---------- TASK DATA ----------

use thiserror::Error;

#[derive(Debug, Error)]
pub enum HealthError {
    #[error("not initialized: run 'agent-health init'")]
    NotInitialized,

    #[error("invalid metrics record: {0}")]
    InvalidMetricsRecord(String),

    #[error("cannot rank an empty team")]
    EmptyTeam,

    #[error("agent not found: {0}")]
    AgentNotFound(String),

    #[error("agent already exists: {0}")]
    AgentExists(String),

    #[error("definition document not found: {0}")]
    DocumentNotFound(String),

    #[error("definition document changed during update: {0}")]
    DocumentWriteConflict(String),

    #[error("invalid slug '{0}': must be lowercase alphanumeric with hyphens")]
    InvalidSlug(String),

    #[error("invalid status: {0}")]
    InvalidStatus(String),

    #[error(transparent)]
    Io(#[from] std::io::Error),

    #[error(transparent)]
    Yaml(#[from] serde_yaml::Error),

    #[error(transparent)]
    Json(#[from] serde_json::Error),
}

pub type Result<T> = std::result::Result<T, HealthError>;
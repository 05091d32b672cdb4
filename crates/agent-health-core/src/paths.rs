use crate::error::{HealthError, Result};
use regex::Regex;
use std::path::{Path, PathBuf};
use std::sync::OnceLock;

// ---------------------------------------------------------------------------
// Directory constants
// ---------------------------------------------------------------------------

pub const HEALTH_DIR: &str = ".agent-health";

pub const CONFIG_FILE: &str = ".agent-health/config.yaml";
pub const ROSTER_FILE: &str = ".agent-health/roster.yaml";
pub const HISTORY_FILE: &str = ".agent-health/history.yaml";

pub const DEFAULT_DOCUMENTS_DIR: &str = ".claude/agents";
pub const DOCUMENT_EXTENSION: &str = "md";

// ---------------------------------------------------------------------------
// Path helpers
// ---------------------------------------------------------------------------

pub fn health_dir(root: &Path) -> PathBuf {
    root.join(HEALTH_DIR)
}

pub fn config_path(root: &Path) -> PathBuf {
    root.join(CONFIG_FILE)
}

pub fn roster_path(root: &Path) -> PathBuf {
    root.join(ROSTER_FILE)
}

pub fn history_path(root: &Path) -> PathBuf {
    root.join(HISTORY_FILE)
}

// ---------------------------------------------------------------------------
// Slugs and document ids
// ---------------------------------------------------------------------------

static SLUG_RE: OnceLock<Regex> = OnceLock::new();

fn slug_re() -> &'static Regex {
    SLUG_RE.get_or_init(|| Regex::new(r"^[a-z0-9][a-z0-9\-]*[a-z0-9]$|^[a-z0-9]$").unwrap())
}

pub fn validate_slug(slug: &str) -> Result<()> {
    if slug.is_empty() || slug.len() > 64 || !slug_re().is_match(slug) {
        return Err(HealthError::InvalidSlug(slug.to_string()));
    }
    Ok(())
}

/// Lowercase, collapse every run of non-alphanumerics into one hyphen.
pub fn slugify(input: &str) -> String {
    let mut slug = String::with_capacity(input.len());
    let mut pending_dash = false;
    for c in input.chars() {
        if c.is_ascii_alphanumeric() {
            if pending_dash && !slug.is_empty() {
                slug.push('-');
            }
            pending_dash = false;
            slug.push(c.to_ascii_lowercase());
        } else {
            pending_dash = true;
        }
    }
    slug.truncate(64);
    slug.trim_end_matches('-').to_string()
}

/// Stable slug for an agent: derived from its display name, falling back to
/// the local part of its key when the name has no usable characters.
pub fn agent_slug(name: &str, key: &str) -> Result<String> {
    let mut slug = slugify(name);
    if slug.is_empty() {
        slug = slugify(key.split('@').next().unwrap_or(key));
    }
    validate_slug(&slug)?;
    Ok(slug)
}

/// Definition document id for an agent slug.
pub fn document_id(slug: &str) -> String {
    format!("{slug}-agent")
}

// ---------------------------------------------------------------------------
// Tests
// ---------------------------------------------------------------------------

#[cfg(test)]
mod tests {
    use super::*;

    #[test]
    fn valid_slugs() {
        for slug in ["backend-bot", "a", "agent-123", "x1"] {
            validate_slug(slug).unwrap_or_else(|_| panic!("expected valid: {slug}"));
        }
    }

    #[test]
    fn invalid_slugs() {
        for slug in ["", "-leading", "trailing-", "has spaces", "UPPER", "a_b"] {
            assert!(validate_slug(slug).is_err(), "expected invalid: {slug}");
        }
    }

    #[test]
    fn slugify_collapses_separators() {
        assert_eq!(slugify("Backend Bot"), "backend-bot");
        assert_eq!(slugify("  DevOps -- Agent (v2) "), "devops-agent-v2");
        assert_eq!(slugify("!!!"), "");
    }

    #[test]
    fn agent_slug_falls_back_to_key() {
        assert_eq!(agent_slug("Ana Lopez", "ana@example.com").unwrap(), "ana-lopez");
        assert_eq!(agent_slug("***", "ops.bot@example.com").unwrap(), "ops-bot");
        assert!(agent_slug("", "").is_err());
    }

    #[test]
    fn document_id_is_deterministic() {
        assert_eq!(document_id("frontend-bot"), "frontend-bot-agent");
        assert_eq!(document_id("frontend-bot"), document_id("frontend-bot"));
    }

    #[test]
    fn path_helpers() {
        let root = Path::new("/tmp/proj");
        assert_eq!(
            config_path(root),
            PathBuf::from("/tmp/proj/.agent-health/config.yaml")
        );
        assert_eq!(
            history_path(root),
            PathBuf::from("/tmp/proj/.agent-health/history.yaml")
        );
    }
}
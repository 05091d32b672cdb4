use crate::cmd::{load_config, load_records};
use crate::output::{print_json, print_table, score_cell};
use agent_health_core::config::Config;
use agent_health_core::document::{
    DocumentMutator, DocumentStore, FsDocumentStore, MemoryDocumentStore,
};
use agent_health_core::history::{History, HistoryEntry, HistoryOutcome};
use agent_health_core::metrics::MetricsRecord;
use agent_health_core::pipeline::{analyze, AgentState, Pipeline, PipelineReport};
use agent_health_core::roster::Roster;
use agent_health_core::HealthError;
use anyhow::Context;
use std::path::Path;

pub enum Target {
    Worst,
    All,
    Agent(String),
}

pub fn run(
    root: &Path,
    records: &Path,
    target: Target,
    dry_run: bool,
    json: bool,
) -> anyhow::Result<()> {
    let config = load_config(root)?;
    let records = load_records(records)?;
    let fs_store = FsDocumentStore::new(config.documents_path(root));

    let report = if dry_run {
        let preview = preview_store(&fs_store, &records)?;
        execute(&config, &DocumentMutator::new(preview), records, &target)?
    } else {
        let report = execute(&config, &DocumentMutator::new(fs_store), records, &target)?;
        persist(root, &report)?;
        report
    };

    if json {
        print_json(&serde_json::json!({
            "dry_run": dry_run,
            "outcomes": report.outcomes,
        }))?;
    } else {
        print_outcomes(&report, dry_run);
    }

    let failed = report.failed().count();
    if failed > 0 {
        anyhow::bail!(
            "{failed} of {} document updates failed",
            report.outcomes.len()
        );
    }
    Ok(())
}

fn execute<S: DocumentStore>(
    config: &Config,
    mutator: &DocumentMutator<S>,
    records: Vec<MetricsRecord>,
    target: &Target,
) -> anyhow::Result<PipelineReport> {
    let pipeline = Pipeline::new(config, mutator);
    let report = match target {
        Target::Worst => pipeline.improve_worst(records)?,
        Target::All => pipeline.improve_all(records)?,
        Target::Agent(needle) => {
            let analysis = analyze(records, config)?;
            let outcome = {
                let agent = analysis
                    .find(needle)
                    .ok_or_else(|| HealthError::AgentNotFound(needle.clone()))?;
                pipeline.improve_agent(agent)
            };
            PipelineReport {
                analysis,
                outcomes: vec![outcome],
            }
        }
    };
    Ok(report)
}

/// Copy the documents the batch could touch into memory so a dry run sees
/// real content without writing it back.
fn preview_store(
    fs_store: &FsDocumentStore,
    records: &[MetricsRecord],
) -> anyhow::Result<MemoryDocumentStore> {
    let preview = MemoryDocumentStore::new();
    for record in records {
        let Ok(id) = record.agent.document_id() else {
            continue;
        };
        if let Some(doc) = fs_store
            .read(&id)
            .with_context(|| format!("failed to read definition document {id}"))?
        {
            preview.insert(doc.id, doc.content);
        }
    }
    Ok(preview)
}

fn persist(root: &Path, report: &PipelineReport) -> anyhow::Result<()> {
    let mut history = History::load(root).context("failed to load history")?;
    let mut roster = Roster::load(root).context("failed to load roster")?;

    for outcome in &report.outcomes {
        let Some(plan) = &outcome.plan else {
            continue;
        };
        let result = match outcome.state {
            AgentState::DocumentUpdated => HistoryOutcome::Applied,
            _ => HistoryOutcome::Failed,
        };
        history.record(HistoryEntry::from_plan(plan, result, outcome.error.clone()));

        if let Some(mutation) = &outcome.mutation {
            match roster.mark_improved(&mutation.agent_key, mutation.applied_at) {
                Ok(()) => {}
                Err(HealthError::AgentNotFound(key)) => {
                    tracing::warn!(agent = %key, "improved agent is not in the roster");
                }
                Err(e) => return Err(e.into()),
            }
        }
    }

    history.save(root).context("failed to save history")?;
    roster.save(root).context("failed to save roster")?;
    Ok(())
}

fn print_outcomes(report: &PipelineReport, dry_run: bool) {
    let rows = report
        .outcomes
        .iter()
        .map(|o| {
            let scored = report.analysis.find(&o.agent_key);
            vec![
                o.agent_key.clone(),
                scored
                    .map(|a| score_cell(a.health.overall))
                    .unwrap_or_default(),
                scored
                    .map(|a| a.health.status.to_string())
                    .unwrap_or_default(),
                o.plan
                    .as_ref()
                    .map(|p| score_cell(p.target_score))
                    .unwrap_or_else(|| "-".to_string()),
                o.state.to_string(),
                o.error.clone().unwrap_or_default(),
            ]
        })
        .collect();
    print_table(
        &["AGENT", "SCORE", "STATUS", "TARGET", "OUTCOME", "ERROR"],
        rows,
    );
    if dry_run {
        println!("\nDry run: no documents, history or roster were written.");
    }
}
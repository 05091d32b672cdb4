use crate::cmd::load_config;
use crate::output::print_json;
use agent_health_core::config::WarnLevel;
use clap::Subcommand;
use std::path::Path;

// ---------------------------------------------------------------------------
// Subcommand types
// ---------------------------------------------------------------------------

#[derive(Subcommand)]
pub enum ConfigSubcommand {
    /// Print the effective configuration
    Show,

    /// Validate the config for common mistakes
    Validate,
}

// ---------------------------------------------------------------------------
// Entry point
// ---------------------------------------------------------------------------

pub fn run(root: &Path, subcmd: ConfigSubcommand, json: bool) -> anyhow::Result<()> {
    match subcmd {
        ConfigSubcommand::Show => show(root, json),
        ConfigSubcommand::Validate => validate(root, json),
    }
}

// ---------------------------------------------------------------------------
// show
// ---------------------------------------------------------------------------

fn show(root: &Path, json: bool) -> anyhow::Result<()> {
    let config = load_config(root)?;
    if json {
        return print_json(&config);
    }

    let t = &config.thresholds;
    let p = &config.policy;
    println!("Documents dir:        {}", config.documents_dir);
    println!("Commits per window:   {}", t.min_commits_per_window);
    println!("PRs per window:       {}", t.min_prs_per_window);
    println!("Review target:        {}", t.review_target);
    println!("Critical below:       {}", t.critical_overall_threshold);
    println!("Warning below:        {}", t.warning_overall_threshold);
    println!("Diagnose below:       {}", t.sub_score_trigger_threshold);
    println!(
        "Review goal / floor:  {} / {}",
        p.review_goal, p.review_floor
    );
    println!(
        "Target:               +{} capped at {}",
        p.target_increment, p.target_cap
    );
    Ok(())
}

// ---------------------------------------------------------------------------
// validate
// ---------------------------------------------------------------------------

fn validate(root: &Path, json: bool) -> anyhow::Result<()> {
    let config = load_config(root)?;
    let warnings = config.validate();

    if json {
        print_json(&serde_json::json!({ "warnings": warnings }))?;
    } else if warnings.is_empty() {
        println!("Config is valid. No warnings.");
    } else {
        for w in &warnings {
            let prefix = match w.level {
                WarnLevel::Warning => "warning",
                WarnLevel::Error => "error",
            };
            println!("[{prefix}] {}", w.message);
        }
    }

    if warnings.iter().any(|w| w.level == WarnLevel::Error) {
        anyhow::bail!("config validation found errors");
    }
    Ok(())
}
use crate::error::Result;
use crate::paths;
use crate::plan::ImprovementPlan;
use crate::types::Category;
use chrono::{DateTime, Utc};
use serde::{Deserialize, Serialize};
use std::fmt;
use std::path::Path;
use uuid::Uuid;

#[derive(Debug, Clone, Copy, PartialEq, Eq, Serialize, Deserialize)]
#[serde(rename_all = "snake_case")]
pub enum HistoryOutcome {
    Applied,
    Failed,
}

impl HistoryOutcome {
    pub fn as_str(self) -> &'static str {
        match self {
            HistoryOutcome::Applied => "applied",
            HistoryOutcome::Failed => "failed",
        }
    }
}

impl fmt::Display for HistoryOutcome {
    fn fmt(&self, f: &mut fmt::Formatter<'_>) -> fmt::Result {
        f.write_str(self.as_str())
    }
}

#[derive(Debug, Clone, Serialize, Deserialize)]
pub struct HistoryEntry {
    pub plan_id: Uuid,
    pub agent_key: String,
    pub document_id: String,
    pub score_before: f64,
    pub target_score: f64,
    pub categories: Vec<Category>,
    pub outcome: HistoryOutcome,
    #[serde(default, skip_serializing_if = "Option::is_none")]
    pub error: Option<String>,
    pub recorded_at: DateTime<Utc>,
}

impl HistoryEntry {
    pub fn from_plan(plan: &ImprovementPlan, outcome: HistoryOutcome, error: Option<String>) -> Self {
        Self {
            plan_id: plan.id,
            agent_key: plan.agent.key.clone(),
            document_id: plan.document_id.clone(),
            score_before: plan.current_score,
            target_score: plan.target_score,
            categories: plan.root_causes.iter().map(|c| c.category).collect(),
            outcome,
            error,
            recorded_at: Utc::now(),
        }
    }
}

/// Append-only log of improvement attempts.
#[derive(Debug, Clone, Default, Serialize, Deserialize)]
pub struct History {
    #[serde(default)]
    pub entries: Vec<HistoryEntry>,
}

impl History {
    /// A missing history file reads as empty.
    pub fn load(root: &Path) -> Result<Self> {
        let path = paths::history_path(root);
        if !path.exists() {
            return Ok(Self::default());
        }
        let data = std::fs::read_to_string(&path)?;
        Ok(serde_yaml::from_str(&data)?)
    }

    pub fn save(&self, root: &Path) -> Result<()> {
        let data = serde_yaml::to_string(self)?;
        crate::io::atomic_write(&paths::history_path(root), data.as_bytes())
    }

    pub fn record(&mut self, entry: HistoryEntry) {
        tracing::debug!(agent = %entry.agent_key, plan = %entry.plan_id, outcome = %entry.outcome, "history entry");
        self.entries.push(entry);
    }

    pub fn for_agent<'a>(&'a self, key: &'a str) -> impl Iterator<Item = &'a HistoryEntry> + 'a {
        self.entries
            .iter()
            .filter(move |e| e.agent_key.eq_ignore_ascii_case(key))
    }
}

----------

= ABOUT THIS TASK =
Word for word, restate the entries from the first line to the line that has "rank an empty", both included, and nothing else.

= EXPECTED ANSWER =
use thiserror::Error;

#[derive(Debug, Error)]
pub enum HealthError {
    #[error("not initialized: run 'agent-health init'")]
    NotInitialized,

    #[error("invalid metrics record: {0}")]
    InvalidMetricsRecord(String),

    #[error("cannot rank an empty team")]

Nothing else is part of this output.